К концу года мама решила крестить Ивана. Она вообще с его появлением стала часто ходить в церковь и брала с собою обоих сыновей. Михаил только привыкал к новым обстоятельствам своей жизни и пытался разобраться в себе, а вот Ваня в церкви чувствовал себя хорошо. Он не шалил, радовался любому посещению храма, целовал иконы и вел себя на редкость естественно. Все, включая батюшку и обычно строгих старушек, невольно улыбались ему в ответ, а малыш отвечал им чистым, открытым и не по годам мудрым взглядом. Тем не менее нужен был крестный отец и, хотя можно было таковым выбрать самого батюшку, Михаил поделился своими соображениями с друзьями.

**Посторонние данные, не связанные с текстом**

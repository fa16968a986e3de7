use std::net::SocketAddr;
use std::path::PathBuf;
use std::sync::Arc;

use anyhow::{Context, Result};
use sha2::{Digest, Sha256};
use tokio::signal;
use tracing::{error, info};
use tracing_subscriber::{layer::SubscriberExt, util::SubscriberInitExt};

use pounce_core::{
    create_journal, load_config, register_metrics, validate_config, CaptionGenerator,
    ContentTracker, Fetcher, GatewayClient, GeminiClient, JournalEvent, JournalStore,
    JsonContentTracker, LlmClient, LlmProvider, MediaPlatform, MemoryJournalStore, Publisher,
    RoutineRunner,
};

use pounce_server::api::create_router;
use pounce_server::state::AppState;

/// Application version
const VERSION: &str = env!("CARGO_PKG_VERSION");

/// Buffer size for the journal event channel
const JOURNAL_BUFFER_SIZE: usize = 1000;

#[tokio::main]
async fn main() {
    if let Err(e) = run().await {
        error!("Fatal error: {}", e);
        std::process::exit(1);
    }
}

async fn run() -> Result<()> {
    // Initialize logging
    tracing_subscriber::registry()
        .with(
            tracing_subscriber::EnvFilter::try_from_default_env()
                .unwrap_or_else(|_| "info,tower_http=debug".into()),
        )
        .with(tracing_subscriber::fmt::layer())
        .init();

    // Determine config path
    let config_path = std::env::var("POUNCE_CONFIG")
        .map(PathBuf::from)
        .unwrap_or_else(|_| PathBuf::from("config.toml"));

    // Load configuration
    info!("Loading configuration from {:?}", config_path);
    let config = load_config(&config_path)
        .with_context(|| format!("Failed to load config from {:?}", config_path))?;

    // Validate configuration
    validate_config(&config).context("Configuration validation failed")?;

    info!("Configuration loaded successfully");
    info!("Gateway URL: {}", config.platform.url);
    info!("Dry-run mode: {}", config.routine.dry_run);

    // Compute config hash for the journal
    let config_json = serde_json::to_string(&config).unwrap_or_default();
    let config_hash = format!("{:x}", Sha256::digest(config_json.as_bytes()));
    let config_hash_short = &config_hash[..16];

    // Content directories must exist before the first pass
    std::fs::create_dir_all(&config.content.user_dir)
        .with_context(|| format!("Failed to create {:?}", config.content.user_dir))?;
    std::fs::create_dir_all(&config.content.downloads_dir)
        .with_context(|| format!("Failed to create {:?}", config.content.downloads_dir))?;

    // Journal system
    let journal_store = Arc::new(MemoryJournalStore::with_default_capacity());
    let (journal_handle, journal_writer) = create_journal(
        Arc::clone(&journal_store) as Arc<dyn JournalStore>,
        JOURNAL_BUFFER_SIZE,
    );
    let writer_handle = tokio::spawn(journal_writer.run());

    journal_handle
        .emit(JournalEvent::ServiceStarted {
            version: VERSION.to_string(),
            config_hash: config_hash_short.to_string(),
        })
        .await;

    // Metrics registry
    let registry = prometheus::Registry::new();
    register_metrics(&registry).context("Failed to register metrics")?;

    // Platform client
    let platform: Arc<dyn MediaPlatform> = Arc::new(GatewayClient::new(config.platform.clone()));
    info!("Platform gateway client initialized");

    // Caption model, if configured
    let llm: Option<Arc<dyn LlmClient>> = match &config.llm {
        Some(llm_config) => match llm_config.provider {
            LlmProvider::Gemini => {
                let api_key = llm_config
                    .api_key
                    .clone()
                    .context("llm.api_key missing after validation")?;
                let mut client = GeminiClient::new(api_key, llm_config.model.clone());
                if let Some(ref api_base) = llm_config.api_base {
                    client = client.with_api_base(api_base.clone());
                }
                info!("Caption model enabled: gemini ({})", llm_config.model);
                Some(Arc::new(client))
            }
        },
        None => {
            info!("No caption model configured, using static fallbacks");
            None
        }
    };

    // Content tracker
    let tracker: Arc<dyn ContentTracker> = Arc::new(JsonContentTracker::new(
        &config.content.posted_path,
        &config.content.ledger_path,
        &config.content.downloads_dir,
    ));
    info!("Content tracker initialized");

    // Routine components
    let fetcher = Fetcher::new(
        Arc::clone(&platform),
        Arc::clone(&tracker),
        config.fetcher.clone(),
        &config.content.downloads_dir,
    )
    .with_journal(journal_handle.clone());

    let captions = CaptionGenerator::new(llm);

    let publisher = Publisher::new(
        Arc::clone(&platform),
        Arc::clone(&tracker),
        config.routine.dry_run,
    )
    .with_journal(journal_handle.clone());

    let runner = Arc::new(
        RoutineRunner::new(
            config.routine.clone(),
            config.content.clone(),
            Arc::clone(&platform),
            Arc::clone(&tracker),
            fetcher,
            captions,
            publisher,
        )
        .with_journal(journal_handle.clone()),
    );
    info!("Routine runner initialized");

    // Create app state and router
    let state = Arc::new(AppState::new(
        config.clone(),
        runner,
        Arc::clone(&journal_store) as Arc<dyn JournalStore>,
        registry,
    ));
    let app = create_router(state);

    // Start server
    let addr = SocketAddr::new(config.server.host, config.server.port);
    info!("Starting server on {}", addr);

    let listener = tokio::net::TcpListener::bind(addr)
        .await
        .with_context(|| format!("Failed to bind to {}", addr))?;

    axum::serve(listener, app)
        .with_graceful_shutdown(shutdown_signal())
        .await
        .context("Server error")?;

    info!("Server shutting down...");
    journal_handle
        .emit(JournalEvent::ServiceStopped {
            reason: "graceful_shutdown".to_string(),
        })
        .await;

    // Drop the last handle so the writer's channel closes, then wait for it
    // to drain. Component handles were moved into AppState, already dropped.
    drop(journal_handle);
    let _ = writer_handle.await;
    info!("Journal writer stopped");

    Ok(())
}

/// Wait for shutdown signal (Ctrl+C or SIGTERM)
async fn shutdown_signal() {
    let ctrl_c = async {
        signal::ctrl_c()
            .await
            .expect("Failed to install Ctrl+C handler");
    };

    #[cfg(unix)]
    let terminate = async {
        signal::unix::signal(signal::unix::SignalKind::terminate())
            .expect("Failed to install SIGTERM handler")
            .recv()
            .await;
    };

    #[cfg(not(unix))]
    let terminate = std::future::pending::<()>();

    tokio::select! {
        _ = ctrl_c => {},
        _ = terminate => {},
    }
}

Те прекрасно знали и любили младшего брата, частенько передавали ему игрушки и презенты – от дорогих Денисовых, до маленьких от Тимура и Анны-, но Тимур как-то застеснялся, а Денис пожал плечами в растерянности. Приняв крещение не так давно, по настоянию или скорее приказу отца, он явно на такую роль не годился. В чем честно признался. Зато неожиданно вызвался Егор, к радости Михаила. Их с Егором связывали какие-то особые отношения, когда многое было понятным друг другу с полуслова или вообще без слов. Мало того, оказалось, что Егор досконально знает все правила, множество молитв и приятно удивил на крещении не только всех свидетелей, но и батюшку. Так друзья узнали Егора с другой стороны. Что заставило всех еще больше уважать его, а Ване подарило настоящего, а не названного или назначенного крёстного.

Эта маленькая жизнь

Совершенно «добила» маму и Михаила, сцена, когда Ваня, едва начав ходить и внятно произносить отдельные слова, остановился у портрета – фотографии отца, висевшего на стене. В парадной форме и орденах. Малыш долго рассматривал портрет, а потом отчётливо произнес: «Папа», вздохнул, и послал фотографии подобие воздушного поцелуя…

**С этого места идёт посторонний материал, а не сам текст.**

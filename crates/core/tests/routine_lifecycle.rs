//! Routine lifecycle integration tests.
//!
//! These drive a full posting pass through the three content tiers with a
//! mocked platform: user files, freshly fetched content, and the
//! downloaded-but-unposted fallback.

use std::path::PathBuf;
use std::sync::Arc;

use chrono::{Duration as ChronoDuration, Utc};
use tempfile::TempDir;

use pounce_core::{
    testing::{valid_video_bytes, MockFailure, MockPlatform, UploadKind},
    CaptionGenerator, ContentConfig, ContentTracker, Fetcher, FetcherConfig, JsonContentTracker,
    MediaPlatform, MediaRef, MediaType, PostedRecord, Publisher, RoutineConfig, RoutineError,
    RoutineRunner,
};

struct TestHarness {
    platform: Arc<MockPlatform>,
    tracker: Arc<JsonContentTracker>,
    content: ContentConfig,
    _temp_dir: TempDir,
}

impl TestHarness {
    fn new() -> Self {
        let temp_dir = TempDir::new().expect("Failed to create temp dir");
        let content = ContentConfig {
            user_dir: temp_dir.path().join("user_content"),
            downloads_dir: temp_dir.path().join("downloads/videos"),
            posted_path: temp_dir.path().join("posted_content.json"),
            ledger_path: temp_dir.path().join("downloaded_content.json"),
        };
        std::fs::create_dir_all(&content.user_dir).unwrap();
        std::fs::create_dir_all(&content.downloads_dir).unwrap();

        let platform = Arc::new(MockPlatform::new());
        let tracker = Arc::new(JsonContentTracker::new(
            &content.posted_path,
            &content.ledger_path,
            &content.downloads_dir,
        ));

        Self {
            platform,
            tracker,
            content,
            _temp_dir: temp_dir,
        }
    }

    fn create_runner(&self, routine: RoutineConfig) -> RoutineRunner {
        let fetcher_config = FetcherConfig {
            keywords: vec!["cats".to_string()],
            keywords_per_fetch: 1,
            ..FetcherConfig::default()
        };

        let fetcher = Fetcher::new(
            Arc::clone(&self.platform) as Arc<dyn MediaPlatform>,
            Arc::clone(&self.tracker) as Arc<dyn ContentTracker>,
            fetcher_config,
            &self.content.downloads_dir,
        );
        let captions = CaptionGenerator::new(None);
        let publisher = Publisher::new(
            Arc::clone(&self.platform) as Arc<dyn MediaPlatform>,
            Arc::clone(&self.tracker) as Arc<dyn ContentTracker>,
            routine.dry_run,
        );

        RoutineRunner::new(
            routine,
            self.content.clone(),
            Arc::clone(&self.platform) as Arc<dyn MediaPlatform>,
            Arc::clone(&self.tracker) as Arc<dyn ContentTracker>,
            fetcher,
            captions,
            publisher,
        )
    }

    fn live_config(target_posts: u32) -> RoutineConfig {
        RoutineConfig {
            dry_run: false,
            target_posts,
            ..RoutineConfig::default()
        }
    }

    fn add_user_file(&self, name: &str) -> PathBuf {
        let path = self.content.user_dir.join(name);
        std::fs::write(&path, b"user content").unwrap();
        path
    }

    fn add_downloaded_video(&self, name: &str) -> PathBuf {
        let path = self.content.downloads_dir.join(name);
        std::fs::write(&path, b"previously downloaded").unwrap();
        path
    }

    fn engaging_video(id: &str) -> MediaRef {
        MediaRef {
            id: id.to_string(),
            media_type: MediaType::Video,
            like_count: 5000,
            comment_count: 100,
            caption_text: Some("viral cat #cat".to_string()),
            username: "catlady".to_string(),
        }
    }
}

#[tokio::test(start_paused = true)]
async fn test_dry_run_posts_one_user_file_without_side_effects() {
    let harness = TestHarness::new();
    harness.add_user_file("first.jpg");
    harness.add_user_file("second.jpg");

    // Default config is dry-run, which constrains the quota to 1
    let runner = harness.create_runner(RoutineConfig::default());
    let report = runner.run_once().await.unwrap();

    assert_eq!(report.quota, 1);
    assert_eq!(report.posted, 1);

    // Nothing actually went out and the tracker was never touched
    assert!(harness.platform.uploads().await.is_empty());
    assert_eq!(harness.platform.login_count(), 0);
    assert_eq!(harness.tracker.posted_counts(), (0, 0));
}

#[tokio::test(start_paused = true)]
async fn test_fetched_content_is_posted_and_cleaned_up() {
    let harness = TestHarness::new();
    harness
        .platform
        .set_default_search(vec![TestHarness::engaging_video("fresh1")])
        .await;
    harness.platform.set_download_payload(valid_video_bytes()).await;

    let runner = harness.create_runner(TestHarness::live_config(1));
    let report = runner.run_once().await.unwrap();

    assert_eq!(report.posted, 1);

    // Posted as a clip and recorded
    let uploads = harness.platform.uploads().await;
    assert_eq!(uploads.len(), 1);
    assert_eq!(uploads[0].kind, UploadKind::Clip);
    assert_eq!(harness.tracker.posted_counts(), (0, 1));

    // The download (and its sidecar) were cleaned up after posting
    let leftovers: Vec<_> = std::fs::read_dir(&harness.content.downloads_dir)
        .unwrap()
        .filter_map(|e| e.ok())
        .collect();
    assert!(leftovers.is_empty(), "leftover files: {:?}", leftovers);

    // The ledger still remembers the id, preventing a re-download
    assert!(harness.tracker.is_already_downloaded("fresh1"));
}

#[tokio::test(start_paused = true)]
async fn test_fallback_tier_covers_exhausted_fetch() {
    let harness = TestHarness::new();

    // One user file, a rate-limited platform, two unposted local videos
    harness.add_user_file("mine.jpg");
    harness.platform.fail_searches(MockFailure::RateLimited).await;
    let first = harness.add_downloaded_video("reel_aaa_1.mp4");
    let second = harness.add_downloaded_video("reel_bbb_2.mp4");

    let runner = harness.create_runner(TestHarness::live_config(2));
    let report = runner.run_once().await.unwrap();

    // One post from the user tier, one from the fallback tier
    assert_eq!(report.posted, 2);

    let uploads = harness.platform.uploads().await;
    assert_eq!(uploads.len(), 2);
    assert_eq!(uploads[0].kind, UploadKind::Photo);
    assert!(uploads[0].path.ends_with("mine.jpg"));
    assert_eq!(uploads[1].kind, UploadKind::Clip);
    assert!(uploads[1].path.ends_with("reel_aaa_1.mp4"));

    // The posted fallback file was cleaned up; the spare one remains
    assert!(!first.exists());
    assert!(second.exists());

    // User files are never deleted
    assert!(harness.content.user_dir.join("mine.jpg").exists());

    assert_eq!(harness.tracker.posted_counts(), (1, 1));
}

#[tokio::test(start_paused = true)]
async fn test_recently_posted_files_are_not_reposted() {
    let harness = TestHarness::new();
    let path = harness.add_downloaded_video("reel_old_1.mp4");

    // Posted yesterday, so still inside the recency window
    let yesterday = (Utc::now() - ChronoDuration::days(1)).to_rfc3339();
    harness
        .tracker
        .record_posted(
            pounce_core::MediaKind::Videos,
            PostedRecord {
                file: path.display().to_string(),
                caption: "already out".to_string(),
                posted_at: yesterday,
                source: "fallback".to_string(),
            },
        )
        .unwrap();

    let runner = harness.create_runner(TestHarness::live_config(1));
    let report = runner.run_once().await.unwrap();

    assert_eq!(report.posted, 0);
    assert!(harness.platform.uploads().await.is_empty());
}

#[tokio::test(start_paused = true)]
async fn test_overlapping_passes_are_rejected() {
    let harness = TestHarness::new();
    let runner = Arc::new(harness.create_runner(RoutineConfig::default()));

    let first = Arc::clone(&runner);
    let second = Arc::clone(&runner);
    let (a, b) = tokio::join!(first.run_once(), second.run_once());

    let rejected = [&a, &b]
        .iter()
        .filter(|r| matches!(r, Err(RoutineError::RunInProgress)))
        .count();
    assert_eq!(rejected, 1, "exactly one pass should be rejected");
}

#[tokio::test(start_paused = true)]
async fn test_user_tier_fills_whole_quota_when_enough_files() {
    let harness = TestHarness::new();
    harness.add_user_file("one.jpg");
    harness.add_user_file("two.mp4");

    let runner = harness.create_runner(TestHarness::live_config(2));
    let report = runner.run_once().await.unwrap();

    assert_eq!(report.posted, 2);

    let uploads = harness.platform.uploads().await;
    assert_eq!(uploads.len(), 2);
    // Alphabetical scan order: one.jpg (photo) then two.mp4 (clip)
    assert_eq!(uploads[0].kind, UploadKind::Photo);
    assert_eq!(uploads[1].kind, UploadKind::Clip);

    // The fetch tier was never needed
    assert!(harness.platform.downloaded_ids().await.is_empty());
}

Мама охнула и выбежала из комнаты, сдерживая рыдания, а Михаил сгреб малыша в охапку и долго сидел с притихшим братом на руках, тихо улыбаясь и не замечая, как по его щекам скатываются редкие слезы. Потом пришла бледная мама и обняла их обоих. Через минуту Ваня потихоньку выскользнул из их объятий и уселся на ковре, разбираясь с парочкой новых, блестящих «мичиков». Он был ребенком, ему хотелось играть. Мама и Михаил же еще долго сидели на диване, молча и тихо улыбаясь малышу в ответ на его взгляды и смешную мимику.

Жизнь продолжалась. Она стала другой, новой, но это была именно жизнь, а не существование. Все изменил маленький человечек, ставший родным для двух почти отчаявшихся, больших и взрослых людей.